§ Exercise goal: From the first line to the last, set down the data exactly as given.

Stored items
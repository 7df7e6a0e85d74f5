//! Escalating login lockout, local to one device.
//!
//! This only throttles the sign-in form. The authoritative ceiling is the server-side
//! failure count over the audit trail.
//!
//! | failures | lock       |
//! |----------|------------|
//! | 1-4      | none       |
//! | 5        | 1 minute   |
//! | 6        | 2 minutes  |
//! | 7        | 5 minutes  |
//! | 8+       | 15 minutes |

use super::{
    scheduler::{TaskHandle, spawn_repeating},
    store::{KeyValueStore, StoreError},
};
use crate::clock::Clock;
use chrono::{DateTime, TimeDelta, Utc};
use serde::{Deserialize, Serialize};
use std::{sync::Arc, time::Duration};
use tokio::sync::watch;
use tracing::{debug, warn};

pub const COUNTDOWN_PERIOD: Duration = Duration::from_millis(500);

#[derive(Debug, Clone, Copy, PartialEq, Eq, Serialize, Deserialize)]
#[serde(rename_all = "camelCase")]
pub struct LockoutState {
    #[serde(alias = "failures")]
    pub failure_count: u32,
    /// Epoch milliseconds. Equal to `last_failure_at` when no lock applies.
    pub locked_until: i64,
    /// Epoch milliseconds.
    pub last_failure_at: i64,
}

/// Lock applied after the `failure_count`-th consecutive failure.
#[must_use]
pub fn lock_duration(failure_count: u32) -> TimeDelta {
    match failure_count {
        0..=4 => TimeDelta::zero(),
        5 => TimeDelta::minutes(1),
        6 => TimeDelta::minutes(2),
        7 => TimeDelta::minutes(5),
        _ => TimeDelta::minutes(15),
    }
}

#[derive(Clone)]
pub struct LoginLockout {
    store: Arc<dyn KeyValueStore>,
}

impl LoginLockout {
    #[must_use]
    pub fn new(store: Arc<dyn KeyValueStore>) -> Self {
        Self { store }
    }

    fn key(identifier: &str) -> String {
        format!("login.rateLimit.{}", identifier.trim().to_lowercase())
    }

    /// Stored state. Unreadable entries are treated as absent.
    ///
    /// # Errors
    /// Returns `StoreError` if the store cannot be read.
    pub async fn state(&self, identifier: &str) -> Result<Option<LockoutState>, StoreError> {
        let Some(raw) = self.store.get(&Self::key(identifier)).await? else {
            return Ok(None);
        };
        match serde_json::from_str(&raw) {
            Ok(state) => Ok(Some(state)),
            Err(err) => {
                warn!("Ignoring unreadable lockout state: {err}");
                Ok(None)
            }
        }
    }

    /// Time left on the current lock, zero when unlocked.
    ///
    /// # Errors
    /// Returns `StoreError` if the store cannot be read.
    pub async fn remaining_lock(
        &self,
        identifier: &str,
        now: DateTime<Utc>,
    ) -> Result<Duration, StoreError> {
        let Some(state) = self.state(identifier).await? else {
            return Ok(Duration::ZERO);
        };
        let remaining_ms = state.locked_until.saturating_sub(now.timestamp_millis());
        Ok(u64::try_from(remaining_ms).map_or(Duration::ZERO, Duration::from_millis))
    }

    /// Count one more failure and apply the lock from the table.
    ///
    /// # Errors
    /// Returns `StoreError` if the store cannot be read or written.
    pub async fn register_failure(
        &self,
        identifier: &str,
        now: DateTime<Utc>,
    ) -> Result<LockoutState, StoreError> {
        let failure_count = self
            .state(identifier)
            .await?
            .map_or(0, |state| state.failure_count)
            .saturating_add(1);
        let lock = lock_duration(failure_count);
        let state = LockoutState {
            failure_count,
            locked_until: (now + lock).timestamp_millis(),
            last_failure_at: now.timestamp_millis(),
        };

        let raw = serde_json::to_string(&state)
            .map_err(|err| StoreError::Corrupt(err.to_string()))?;
        self.store.set(&Self::key(identifier), &raw).await?;

        debug!(
            "Registered login failure {failure_count}, locked for {}s",
            lock.num_seconds()
        );
        Ok(state)
    }

    /// Forget all failures after a confirmed successful login.
    ///
    /// # Errors
    /// Returns `StoreError` if the store cannot be written.
    pub async fn reset_failures(&self, identifier: &str) -> Result<(), StoreError> {
        self.store.remove(&Self::key(identifier)).await
    }
}

/// Publish the remaining lock for `identifier` every [`COUNTDOWN_PERIOD`].
///
/// The first value is computed before returning. The countdown runs until the returned
/// handle is dropped.
pub async fn spawn_countdown(
    lockout: LoginLockout,
    identifier: String,
    clock: Arc<dyn Clock>,
) -> (watch::Receiver<Duration>, TaskHandle) {
    let initial = lockout
        .remaining_lock(&identifier, clock.now())
        .await
        .unwrap_or_else(|err| {
            warn!("Failed to read lockout state: {err}");
            Duration::ZERO
        });
    let (tx, rx) = watch::channel(initial);
    let tx = Arc::new(tx);

    let handle = spawn_repeating("login-countdown", COUNTDOWN_PERIOD, move || {
        let lockout = lockout.clone();
        let identifier = identifier.clone();
        let clock = clock.clone();
        let tx = tx.clone();
        async move {
            match lockout.remaining_lock(&identifier, clock.now()).await {
                Ok(remaining) => {
                    tx.send_replace(remaining);
                }
                Err(err) => warn!("Failed to read lockout state: {err}"),
            }
        }
    });

    (rx, handle)
}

§ Expected output:
repository 7df7e6a0e85d74f5
//! Escalating login lockout, local to one device.
//!
//! This only throttles the sign-in form. The authoritative ceiling is the server-side
//! failure count over the audit trail.
//!
//! | failures | lock       |
//! |----------|------------|
//! | 1-4      | none       |
//! | 5        | 1 minute   |
//! | 6        | 2 minutes  |
//! | 7        | 5 minutes  |
//! | 8+       | 15 minutes |

use super::{
    scheduler::{TaskHandle, spawn_repeating},
    store::{KeyValueStore, StoreError},
};
use crate::clock::Clock;
use chrono::{DateTime, TimeDelta, Utc};
use serde::{Deserialize, Serialize};
use std::{sync::Arc, time::Duration};
use tokio::sync::watch;
use tracing::{debug, warn};

pub const COUNTDOWN_PERIOD: Duration = Duration::from_millis(500);

#[derive(Debug, Clone, Copy, PartialEq, Eq, Serialize, Deserialize)]
#[serde(rename_all = "camelCase")]
pub struct LockoutState {
    #[serde(alias = "failures")]
    pub failure_count: u32,
    /// Epoch milliseconds. Equal to `last_failure_at` when no lock applies.
    pub locked_until: i64,
    /// Epoch milliseconds.
    pub last_failure_at: i64,
}

/// Lock applied after the `failure_count`-th consecutive failure.
#[must_use]
pub fn lock_duration(failure_count: u32) -> TimeDelta {
    match failure_count {
        0..=4 => TimeDelta::zero(),
        5 => TimeDelta::minutes(1),
        6 => TimeDelta::minutes(2),
        7 => TimeDelta::minutes(5),
        _ => TimeDelta::minutes(15),
    }
}

#[derive(Clone)]
pub struct LoginLockout {
    store: Arc<dyn KeyValueStore>,
}

impl LoginLockout {
    #[must_use]
    pub fn new(store: Arc<dyn KeyValueStore>) -> Self {
        Self { store }
    }

    fn key(identifier: &str) -> String {
        format!("login.rateLimit.{}", identifier.trim().to_lowercase())
    }

    /// Stored state. Unreadable entries are treated as absent.
    ///
    /// # Errors
    /// Returns `StoreError` if the store cannot be read.
    pub async fn state(&self, identifier: &str) -> Result<Option<LockoutState>, StoreError> {
        let Some(raw) = self.store.get(&Self::key(identifier)).await? else {
            return Ok(None);
        };
        match serde_json::from_str(&raw) {
            Ok(state) => Ok(Some(state)),
            Err(err) => {
                warn!("Ignoring unreadable lockout state: {err}");
                Ok(None)
            }
        }
    }

    /// Time left on the current lock, zero when unlocked.
    ///
    /// # Errors
    /// Returns `StoreError` if the store cannot be read.
    pub async fn remaining_lock(
        &self,
        identifier: &str,
        now: DateTime<Utc>,
    ) -> Result<Duration, StoreError> {
        let Some(state) = self.state(identifier).await? else {
            return Ok(Duration::ZERO);
        };
        let remaining_ms = state.locked_until.saturating_sub(now.timestamp_millis());
        Ok(u64::try_from(remaining_ms).map_or(Duration::ZERO, Duration::from_millis))
    }

    /// Count one more failure and apply the lock from the table.
    ///
    /// # Errors
    /// Returns `StoreError` if the store cannot be read or written.
    pub async fn register_failure(
        &self,
        identifier: &str,
        now: DateTime<Utc>,
    ) -> Result<LockoutState, StoreError> {
        let failure_count = self
            .state(identifier)
            .await?
            .map_or(0, |state| state.failure_count)
            .saturating_add(1);
        let lock = lock_duration(failure_count);
        let state = LockoutState {
            failure_count,
            locked_until: (now + lock).timestamp_millis(),
            last_failure_at: now.timestamp_millis(),
        };

        let raw = serde_json::to_string(&state)
            .map_err(|err| StoreError::Corrupt(err.to_string()))?;
        self.store.set(&Self::key(identifier), &raw).await?;

        debug!(
            "Registered login failure {failure_count}, locked for {}s",
            lock.num_seconds()
        );
        Ok(state)
    }

    /// Forget all failures after a confirmed successful login.
    ///
    /// # Errors
    /// Returns `StoreError` if the store cannot be written.
    pub async fn reset_failures(&self, identifier: &str) -> Result<(), StoreError> {
        self.store.remove(&Self::key(identifier)).await
    }
}

/// Publish the remaining lock for `identifier` every [`COUNTDOWN_PERIOD`].
///
/// The first value is computed before returning. The countdown runs until the returned
/// handle is dropped.
pub async fn spawn_countdown(
    lockout: LoginLockout,
    identifier: String,
    clock: Arc<dyn Clock>,
) -> (watch::Receiver<Duration>, TaskHandle) {
    let initial = lockout
        .remaining_lock(&identifier, clock.now())
        .await
        .unwrap_or_else(|err| {
            warn!("Failed to read lockout state: {err}");
            Duration::ZERO
        });
    let (tx, rx) = watch::channel(initial);
    let tx = Arc::new(tx);

    let handle = spawn_repeating("login-countdown", COUNTDOWN_PERIOD, move || {
        let lockout = lockout.clone();
        let identifier = identifier.clone();
        let clock = clock.clone();
        let tx = tx.clone();
        async move {
            match lockout.remaining_lock(&identifier, clock.now()).await {
                Ok(remaining) => {
                    tx.send_replace(remaining);
                }
                Err(err) => warn!("Failed to read lockout state: {err}"),
            }
        }
    });

    (rx, handle)
}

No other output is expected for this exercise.